## [WORK TASK]
Would you print the records as they stand, down to the last character?
── AVAILABLE DATA
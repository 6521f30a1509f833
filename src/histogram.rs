extern crate alloc;
use alloc::vec;
use alloc::vec::Vec;

use crate::error::QuantizeError;

/// Default number of significant bits kept per channel.
pub const DEFAULT_SIGBITS: u32 = 5;

/// Dense pixel-count table over the reduced RGB cube.
///
/// Each 8-bit channel keeps its top `sigbits` bits, so the table has
/// `2^(3 * sigbits)` cells addressed as `r << 2S | g << S | b`. Built once per
/// quantization call and only read afterwards; every [`ColorBox`] borrows it.
///
/// [`ColorBox`]: crate::color_box::ColorBox
#[derive(Clone)]
pub struct Histogram {
    bins: Vec<u64>,
    sigbits: u32,
    total: u64,
    /// Reduced-space min/max over all counted pixels, per channel.
    lo: [u8; 3],
    hi: [u8; 3],
}

impl Histogram {
    /// Build a histogram from RGB pixels.
    ///
    /// Fails on an empty pixel sequence or when `sigbits` is outside `1..=8`.
    pub fn from_pixels(pixels: &[rgb::RGB<u8>], sigbits: u32) -> Result<Self, QuantizeError> {
        if !(1..=8).contains(&sigbits) {
            return Err(QuantizeError::InvalidSignificantBits(sigbits));
        }
        if pixels.is_empty() {
            return Err(QuantizeError::EmptyPixels);
        }

        let mut hist = Self {
            bins: vec![0; 1usize << (3 * sigbits)],
            sigbits,
            total: 0,
            lo: [u8::MAX; 3],
            hi: [0; 3],
        };

        for pixel in pixels {
            let cell = hist.reduce(*pixel);
            let index = hist.index(cell[0], cell[1], cell[2]);
            hist.bins[index] += 1;
            hist.total += 1;
            for ch in 0..3 {
                hist.lo[ch] = hist.lo[ch].min(cell[ch]);
                hist.hi[ch] = hist.hi[ch].max(cell[ch]);
            }
        }

        Ok(hist)
    }

    /// Right shift that maps an 8-bit channel onto the reduced axis.
    pub fn shift(&self) -> u32 {
        8 - self.sigbits
    }

    /// Width of one reduced cell in full 8-bit channel units.
    pub fn cell_width(&self) -> u32 {
        1 << self.shift()
    }

    /// Number of cells along each axis of the reduced cube.
    pub fn side(&self) -> usize {
        1 << self.sigbits
    }

    /// Number of pixels counted.
    pub fn total(&self) -> u64 {
        self.total
    }

    /// Reduced-space bounds (`lo`, `hi`) enclosing every counted pixel.
    pub fn bounds(&self) -> ([u8; 3], [u8; 3]) {
        (self.lo, self.hi)
    }

    /// Reduce a full-range pixel to its cell coordinates.
    pub fn reduce(&self, pixel: rgb::RGB<u8>) -> [u8; 3] {
        let shift = self.shift();
        [pixel.r >> shift, pixel.g >> shift, pixel.b >> shift]
    }

    /// Flat index of a reduced cell.
    #[inline]
    pub fn index(&self, r: u8, g: u8, b: u8) -> usize {
        ((r as usize) << (2 * self.sigbits)) | ((g as usize) << self.sigbits) | b as usize
    }

    /// Pixel count of a single reduced cell.
    #[inline]
    pub fn get(&self, r: u8, g: u8, b: u8) -> u64 {
        self.bins[self.index(r, g, b)]
    }

    /// Sum of the counts of every cell within the inclusive bounds.
    pub fn population(&self, lo: [u8; 3], hi: [u8; 3]) -> u64 {
        let mut sum = 0u64;
        for r in lo[0]..=hi[0] {
            for g in lo[1]..=hi[1] {
                for b in lo[2]..=hi[2] {
                    sum += self.get(r, g, b);
                }
            }
        }
        sum
    }
}

impl core::fmt::Debug for Histogram {
    fn fmt(&self, f: &mut core::fmt::Formatter<'_>) -> core::fmt::Result {
        f.debug_struct("Histogram")
            .field("sigbits", &self.sigbits)
            .field("total", &self.total)
            .field("lo", &self.lo)
            .field("hi", &self.hi)
            .finish_non_exhaustive()
    }
}
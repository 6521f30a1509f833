extern crate alloc;
use alloc::vec::Vec;

use core::cmp::Ordering;

/// Three-way ordering used to rank worklist items.
pub type Comparator<T> = fn(&T, &T) -> Ordering;

/// A collection that always hands out its current maximum.
///
/// Items are kept unordered until [`pop`](Self::pop) needs one; the sort then
/// holds until the next [`push`](Self::push).
pub struct RankedWorklist<T> {
    items: Vec<T>,
    compare: Comparator<T>,
    sorted: bool,
}

impl<T> RankedWorklist<T> {
    pub fn new(compare: Comparator<T>) -> Self {
        Self {
            items: Vec::new(),
            compare,
            sorted: false,
        }
    }

    pub fn push(&mut self, item: T) {
        self.items.push(item);
        self.sorted = false;
    }

    /// Remove and return the greatest item under the comparator.
    pub fn pop(&mut self) -> Option<T> {
        self.sort();
        self.items.pop()
    }

    pub fn len(&self) -> usize {
        self.items.len()
    }

    pub fn is_empty(&self) -> bool {
        self.items.is_empty()
    }

    /// All items, greatest first.
    pub fn into_ranked(mut self) -> Vec<T> {
        self.sort();
        self.items.reverse();
        self.items
    }

    fn sort(&mut self) {
        if !self.sorted {
            self.items.sort_by(self.compare);
            self.sorted = true;
        }
    }
}

impl<T> Extend<T> for RankedWorklist<T> {
    fn extend<I: IntoIterator<Item = T>>(&mut self, iter: I) {
        self.items.extend(iter);
        self.sorted = false;
    }
}

impl<T: core::fmt::Debug> core::fmt::Debug for RankedWorklist<T> {
    fn fmt(&self, f: &mut core::fmt::Formatter<'_>) -> core::fmt::Result {
        f.debug_struct("RankedWorklist")
            .field("items", &self.items)
            .field("sorted", &self.sorted)
            .finish()
    }
}
//! Shared test utilities
//!
//! Helpers that stand in for the C side of a callback API, plus logging setup
//! so `RUST_LOG=atlas_trampoline=trace cargo test` shows what the crate does.

#![allow(dead_code)]

use std::sync::Once;
use tracing_subscriber::EnvFilter;

static TRACING: Once = Once::new();

/// Install a test-friendly fmt subscriber once per test binary
pub fn init_tracing() {
    TRACING.call_once(|| {
        let _ = tracing_subscriber::fmt()
            .with_env_filter(EnvFilter::from_default_env())
            .with_test_writer()
            .try_init();
    });
}

/// A C-style API that calls a bare callback with no user data
pub extern "C" fn call_twice(callback: unsafe extern "C" fn(i32) -> i32, x: i32) -> i32 {
    unsafe { callback(callback(x)) }
}

/// A C-style "register and fire later" API
pub struct Registry {
    hooks: Vec<unsafe extern "C" fn(u32)>,
}

impl Registry {
    pub fn new() -> Self {
        Self { hooks: Vec::new() }
    }

    pub fn register(&mut self, hook: unsafe extern "C" fn(u32)) {
        self.hooks.push(hook);
    }

    /// Fire every hook with its registration index
    ///
    /// # Safety
    ///
    /// Every registered hook must still be alive.
    pub unsafe fn fire(&self) {
        for (index, hook) in self.hooks.iter().enumerate() {
            hook(index as u32);
        }
    }
}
────
## [YOUR RESPONSE]
repository 6521f30a1509f833
filename src/histogram.rs
extern crate alloc;
use alloc::vec;
use alloc::vec::Vec;

use crate::error::QuantizeError;

/// Default number of significant bits kept per channel.
pub const DEFAULT_SIGBITS: u32 = 5;

/// Dense pixel-count table over the reduced RGB cube.
///
/// Each 8-bit channel keeps its top `sigbits` bits, so the table has
/// `2^(3 * sigbits)` cells addressed as `r << 2S | g << S | b`. Built once per
/// quantization call and only read afterwards; every [`ColorBox`] borrows it.
///
/// [`ColorBox`]: crate::color_box::ColorBox
#[derive(Clone)]
pub struct Histogram {
    bins: Vec<u64>,
    sigbits: u32,
    total: u64,
    /// Reduced-space min/max over all counted pixels, per channel.
    lo: [u8; 3],
    hi: [u8; 3],
}

impl Histogram {
    /// Build a histogram from RGB pixels.
    ///
    /// Fails on an empty pixel sequence or when `sigbits` is outside `1..=8`.
    pub fn from_pixels(pixels: &[rgb::RGB<u8>], sigbits: u32) -> Result<Self, QuantizeError> {
        if !(1..=8).contains(&sigbits) {
            return Err(QuantizeError::InvalidSignificantBits(sigbits));
        }
        if pixels.is_empty() {
            return Err(QuantizeError::EmptyPixels);
        }

        let mut hist = Self {
            bins: vec![0; 1usize << (3 * sigbits)],
            sigbits,
            total: 0,
            lo: [u8::MAX; 3],
            hi: [0; 3],
        };

        for pixel in pixels {
            let cell = hist.reduce(*pixel);
            let index = hist.index(cell[0], cell[1], cell[2]);
            hist.bins[index] += 1;
            hist.total += 1;
            for ch in 0..3 {
                hist.lo[ch] = hist.lo[ch].min(cell[ch]);
                hist.hi[ch] = hist.hi[ch].max(cell[ch]);
            }
        }

        Ok(hist)
    }

    /// Right shift that maps an 8-bit channel onto the reduced axis.
    pub fn shift(&self) -> u32 {
        8 - self.sigbits
    }

    /// Width of one reduced cell in full 8-bit channel units.
    pub fn cell_width(&self) -> u32 {
        1 << self.shift()
    }

    /// Number of cells along each axis of the reduced cube.
    pub fn side(&self) -> usize {
        1 << self.sigbits
    }

    /// Number of pixels counted.
    pub fn total(&self) -> u64 {
        self.total
    }

    /// Reduced-space bounds (`lo`, `hi`) enclosing every counted pixel.
    pub fn bounds(&self) -> ([u8; 3], [u8; 3]) {
        (self.lo, self.hi)
    }

    /// Reduce a full-range pixel to its cell coordinates.
    pub fn reduce(&self, pixel: rgb::RGB<u8>) -> [u8; 3] {
        let shift = self.shift();
        [pixel.r >> shift, pixel.g >> shift, pixel.b >> shift]
    }

    /// Flat index of a reduced cell.
    #[inline]
    pub fn index(&self, r: u8, g: u8, b: u8) -> usize {
        ((r as usize) << (2 * self.sigbits)) | ((g as usize) << self.sigbits) | b as usize
    }

    /// Pixel count of a single reduced cell.
    #[inline]
    pub fn get(&self, r: u8, g: u8, b: u8) -> u64 {
        self.bins[self.index(r, g, b)]
    }

    /// Sum of the counts of every cell within the inclusive bounds.
    pub fn population(&self, lo: [u8; 3], hi: [u8; 3]) -> u64 {
        let mut sum = 0u64;
        for r in lo[0]..=hi[0] {
            for g in lo[1]..=hi[1] {
                for b in lo[2]..=hi[2] {
                    sum += self.get(r, g, b);
                }
            }
        }
        sum
    }
}

impl core::fmt::Debug for Histogram {
    fn fmt(&self, f: &mut core::fmt::Formatter<'_>) -> core::fmt::Result {
        f.debug_struct("Histogram")
            .field("sigbits", &self.sigbits)
            .field("total", &self.total)
            .field("lo", &self.lo)
            .field("hi", &self.hi)
            .finish_non_exhaustive()
    }
}
repository 6521f30a1509f833
extern crate alloc;
use alloc::vec::Vec;

use core::cmp::Ordering;

/// Three-way ordering used to rank worklist items.
pub type Comparator<T> = fn(&T, &T) -> Ordering;

/// A collection that always hands out its current maximum.
///
/// Items are kept unordered until [`pop`](Self::pop) needs one; the sort then
/// holds until the next [`push`](Self::push).
pub struct RankedWorklist<T> {
    items: Vec<T>,
    compare: Comparator<T>,
    sorted: bool,
}

impl<T> RankedWorklist<T> {
    pub fn new(compare: Comparator<T>) -> Self {
        Self {
            items: Vec::new(),
            compare,
            sorted: false,
        }
    }

    pub fn push(&mut self, item: T) {
        self.items.push(item);
        self.sorted = false;
    }

    /// Remove and return the greatest item under the comparator.
    pub fn pop(&mut self) -> Option<T> {
        self.sort();
        self.items.pop()
    }

    pub fn len(&self) -> usize {
        self.items.len()
    }

    pub fn is_empty(&self) -> bool {
        self.items.is_empty()
    }

    /// All items, greatest first.
    pub fn into_ranked(mut self) -> Vec<T> {
        self.sort();
        self.items.reverse();
        self.items
    }

    fn sort(&mut self) {
        if !self.sorted {
            self.items.sort_by(self.compare);
            self.sorted = true;
        }
    }
}

impl<T> Extend<T> for RankedWorklist<T> {
    fn extend<I: IntoIterator<Item = T>>(&mut self, iter: I) {
        self.items.extend(iter);
        self.sorted = false;
    }
}

impl<T: core::fmt::Debug> core::fmt::Debug for RankedWorklist<T> {
    fn fmt(&self, f: &mut core::fmt::Formatter<'_>) -> core::fmt::Result {
        f.debug_struct("RankedWorklist")
            .field("items", &self.items)
            .field("sorted", &self.sorted)
            .finish()
    }
}
//! Shared test utilities
//!
//! Helpers that stand in for the C side of a callback API, plus logging setup
//! so `RUST_LOG=atlas_trampoline=trace cargo test` shows what the crate does.

#![allow(dead_code)]

use std::sync::Once;
use tracing_subscriber::EnvFilter;

static TRACING: Once = Once::new();

/// Install a test-friendly fmt subscriber once per test binary
pub fn init_tracing() {
    TRACING.call_once(|| {
        let _ = tracing_subscriber::fmt()
            .with_env_filter(EnvFilter::from_default_env())
            .with_test_writer()
            .try_init();
    });
}

/// A C-style API that calls a bare callback with no user data
pub extern "C" fn call_twice(callback: unsafe extern "C" fn(i32) -> i32, x: i32) -> i32 {
    unsafe { callback(callback(x)) }
}

/// A C-style "register and fire later" API
pub struct Registry {
    hooks: Vec<unsafe extern "C" fn(u32)>,
}

impl Registry {
    pub fn new() -> Self {
        Self { hooks: Vec::new() }
    }

    pub fn register(&mut self, hook: unsafe extern "C" fn(u32)) {
        self.hooks.push(hook);
    }

    /// Fire every hook with its registration index
    ///
    /// # Safety
    ///
    /// Every registered hook must still be alive.
    pub unsafe fn fire(&self) {
        for (index, hook) in self.hooks.iter().enumerate() {
            hook(index as u32);
        }
    }
}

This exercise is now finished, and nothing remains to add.